EXERCISE DIRECTIONS - Search the records for the string "across", then copy each line where it appears.

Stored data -
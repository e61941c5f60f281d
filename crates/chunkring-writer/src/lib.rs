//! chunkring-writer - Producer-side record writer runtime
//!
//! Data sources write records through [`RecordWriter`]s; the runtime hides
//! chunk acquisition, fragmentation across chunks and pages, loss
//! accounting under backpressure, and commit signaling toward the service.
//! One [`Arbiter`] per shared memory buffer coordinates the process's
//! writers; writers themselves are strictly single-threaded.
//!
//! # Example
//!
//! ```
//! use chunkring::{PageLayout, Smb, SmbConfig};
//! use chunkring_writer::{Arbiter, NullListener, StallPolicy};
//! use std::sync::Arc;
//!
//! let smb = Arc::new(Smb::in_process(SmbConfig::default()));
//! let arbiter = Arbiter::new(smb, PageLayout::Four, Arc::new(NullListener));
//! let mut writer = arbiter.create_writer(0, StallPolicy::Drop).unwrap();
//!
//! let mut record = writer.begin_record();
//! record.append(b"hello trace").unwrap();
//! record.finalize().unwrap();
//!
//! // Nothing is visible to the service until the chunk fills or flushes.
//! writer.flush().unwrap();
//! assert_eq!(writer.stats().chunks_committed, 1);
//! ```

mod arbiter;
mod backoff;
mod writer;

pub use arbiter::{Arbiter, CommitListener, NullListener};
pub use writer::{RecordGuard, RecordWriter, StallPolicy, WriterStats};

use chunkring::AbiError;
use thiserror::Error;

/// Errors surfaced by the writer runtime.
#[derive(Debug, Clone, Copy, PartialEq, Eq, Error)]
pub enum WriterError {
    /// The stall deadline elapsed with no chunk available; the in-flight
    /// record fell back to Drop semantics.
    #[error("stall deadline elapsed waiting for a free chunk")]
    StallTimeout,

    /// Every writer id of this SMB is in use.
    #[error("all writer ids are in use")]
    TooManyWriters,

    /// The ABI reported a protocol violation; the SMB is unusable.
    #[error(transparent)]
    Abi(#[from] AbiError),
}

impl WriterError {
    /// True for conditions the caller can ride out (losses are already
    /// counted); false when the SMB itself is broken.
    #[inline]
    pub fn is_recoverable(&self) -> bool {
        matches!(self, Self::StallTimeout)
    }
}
--
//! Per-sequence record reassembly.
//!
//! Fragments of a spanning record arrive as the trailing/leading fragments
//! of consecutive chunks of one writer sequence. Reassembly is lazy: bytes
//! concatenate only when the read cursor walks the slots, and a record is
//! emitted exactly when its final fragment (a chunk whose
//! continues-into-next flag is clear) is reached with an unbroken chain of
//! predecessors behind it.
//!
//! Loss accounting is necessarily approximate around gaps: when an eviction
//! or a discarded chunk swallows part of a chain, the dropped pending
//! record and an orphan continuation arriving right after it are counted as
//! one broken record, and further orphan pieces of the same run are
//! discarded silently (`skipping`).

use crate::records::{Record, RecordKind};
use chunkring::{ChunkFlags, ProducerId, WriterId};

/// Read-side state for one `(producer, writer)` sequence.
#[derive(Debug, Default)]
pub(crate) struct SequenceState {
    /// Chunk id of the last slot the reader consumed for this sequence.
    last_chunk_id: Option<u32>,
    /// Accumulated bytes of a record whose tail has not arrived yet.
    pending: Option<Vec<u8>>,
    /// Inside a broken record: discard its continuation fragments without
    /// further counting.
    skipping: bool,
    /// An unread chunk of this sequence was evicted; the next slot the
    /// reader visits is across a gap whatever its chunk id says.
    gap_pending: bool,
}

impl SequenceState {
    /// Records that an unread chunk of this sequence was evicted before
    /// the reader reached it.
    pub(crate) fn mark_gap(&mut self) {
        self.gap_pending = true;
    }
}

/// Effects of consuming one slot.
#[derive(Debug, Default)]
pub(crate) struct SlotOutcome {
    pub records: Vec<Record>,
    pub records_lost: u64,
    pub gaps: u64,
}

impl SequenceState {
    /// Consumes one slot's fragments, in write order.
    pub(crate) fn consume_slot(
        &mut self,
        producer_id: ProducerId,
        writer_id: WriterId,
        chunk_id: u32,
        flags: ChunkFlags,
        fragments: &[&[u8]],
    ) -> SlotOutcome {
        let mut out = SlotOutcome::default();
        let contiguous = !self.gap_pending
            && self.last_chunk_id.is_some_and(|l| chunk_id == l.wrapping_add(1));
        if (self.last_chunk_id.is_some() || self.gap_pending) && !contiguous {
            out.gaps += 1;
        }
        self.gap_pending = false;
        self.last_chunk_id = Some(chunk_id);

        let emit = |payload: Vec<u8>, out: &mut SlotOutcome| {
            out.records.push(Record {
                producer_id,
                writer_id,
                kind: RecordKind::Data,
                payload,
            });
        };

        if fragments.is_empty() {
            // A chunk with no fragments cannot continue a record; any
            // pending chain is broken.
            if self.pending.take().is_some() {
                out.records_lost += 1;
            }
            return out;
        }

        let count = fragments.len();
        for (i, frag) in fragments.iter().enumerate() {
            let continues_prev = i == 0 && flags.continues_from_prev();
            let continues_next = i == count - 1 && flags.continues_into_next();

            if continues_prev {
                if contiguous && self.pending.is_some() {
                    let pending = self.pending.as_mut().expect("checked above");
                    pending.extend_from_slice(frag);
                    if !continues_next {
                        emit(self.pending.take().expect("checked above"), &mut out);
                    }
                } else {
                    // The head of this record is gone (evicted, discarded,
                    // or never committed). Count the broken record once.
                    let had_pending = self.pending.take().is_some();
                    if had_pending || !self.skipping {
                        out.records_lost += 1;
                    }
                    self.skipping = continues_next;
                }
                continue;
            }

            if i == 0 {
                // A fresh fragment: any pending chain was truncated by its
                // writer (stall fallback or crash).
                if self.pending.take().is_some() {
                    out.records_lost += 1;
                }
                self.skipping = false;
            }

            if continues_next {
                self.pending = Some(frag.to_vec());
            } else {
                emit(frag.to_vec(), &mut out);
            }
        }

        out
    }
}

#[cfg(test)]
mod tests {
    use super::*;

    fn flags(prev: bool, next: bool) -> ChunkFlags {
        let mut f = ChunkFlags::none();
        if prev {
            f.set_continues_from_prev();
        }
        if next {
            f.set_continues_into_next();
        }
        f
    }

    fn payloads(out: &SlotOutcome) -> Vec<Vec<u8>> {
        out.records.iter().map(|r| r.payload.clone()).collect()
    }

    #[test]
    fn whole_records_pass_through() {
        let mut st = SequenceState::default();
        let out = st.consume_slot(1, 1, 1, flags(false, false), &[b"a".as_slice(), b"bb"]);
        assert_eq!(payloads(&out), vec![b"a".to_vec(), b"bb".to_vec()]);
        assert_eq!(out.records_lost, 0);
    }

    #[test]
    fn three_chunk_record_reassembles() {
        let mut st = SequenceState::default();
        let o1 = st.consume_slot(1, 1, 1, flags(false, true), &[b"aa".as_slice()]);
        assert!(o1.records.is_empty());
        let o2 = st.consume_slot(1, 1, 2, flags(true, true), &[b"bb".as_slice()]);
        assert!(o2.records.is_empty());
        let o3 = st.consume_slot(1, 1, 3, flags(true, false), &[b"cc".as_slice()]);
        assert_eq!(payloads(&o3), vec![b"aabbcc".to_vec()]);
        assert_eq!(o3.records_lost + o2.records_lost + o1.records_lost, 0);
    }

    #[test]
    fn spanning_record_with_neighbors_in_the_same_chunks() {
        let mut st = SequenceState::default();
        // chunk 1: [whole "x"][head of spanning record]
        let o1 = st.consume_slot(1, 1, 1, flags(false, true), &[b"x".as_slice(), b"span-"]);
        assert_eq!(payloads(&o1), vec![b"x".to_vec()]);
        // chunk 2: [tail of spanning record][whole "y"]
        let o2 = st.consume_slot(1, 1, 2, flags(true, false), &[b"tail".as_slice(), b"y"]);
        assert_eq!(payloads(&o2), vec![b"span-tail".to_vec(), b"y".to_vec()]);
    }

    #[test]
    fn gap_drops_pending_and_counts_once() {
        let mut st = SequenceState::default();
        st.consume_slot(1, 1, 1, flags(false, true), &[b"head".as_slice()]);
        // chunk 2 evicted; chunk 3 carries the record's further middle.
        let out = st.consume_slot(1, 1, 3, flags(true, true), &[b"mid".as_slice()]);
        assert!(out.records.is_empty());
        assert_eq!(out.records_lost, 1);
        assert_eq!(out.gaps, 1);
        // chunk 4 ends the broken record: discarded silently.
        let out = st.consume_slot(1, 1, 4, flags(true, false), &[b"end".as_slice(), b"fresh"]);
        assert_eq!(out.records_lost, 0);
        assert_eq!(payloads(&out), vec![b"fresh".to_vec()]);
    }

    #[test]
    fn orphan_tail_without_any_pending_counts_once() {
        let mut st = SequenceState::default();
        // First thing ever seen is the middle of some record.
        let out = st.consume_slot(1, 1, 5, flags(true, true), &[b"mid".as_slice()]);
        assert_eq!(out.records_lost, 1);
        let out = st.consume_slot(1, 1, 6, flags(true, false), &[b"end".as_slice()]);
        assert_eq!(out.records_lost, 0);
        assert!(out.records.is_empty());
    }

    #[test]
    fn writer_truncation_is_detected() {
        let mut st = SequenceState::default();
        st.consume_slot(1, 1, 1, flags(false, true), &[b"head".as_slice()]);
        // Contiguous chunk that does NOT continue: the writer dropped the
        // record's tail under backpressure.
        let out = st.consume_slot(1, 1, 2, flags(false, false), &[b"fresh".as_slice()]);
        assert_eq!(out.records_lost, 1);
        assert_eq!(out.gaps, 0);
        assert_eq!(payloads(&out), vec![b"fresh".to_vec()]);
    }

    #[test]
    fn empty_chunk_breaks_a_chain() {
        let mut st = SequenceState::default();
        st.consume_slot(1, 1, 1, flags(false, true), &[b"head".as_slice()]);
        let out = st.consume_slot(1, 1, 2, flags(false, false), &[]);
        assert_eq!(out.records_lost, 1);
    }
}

REPLY -
//! chunk acquisition, fragmentation across chunks and pages, loss
    /// reader visits is across a gap whatever its chunk id says.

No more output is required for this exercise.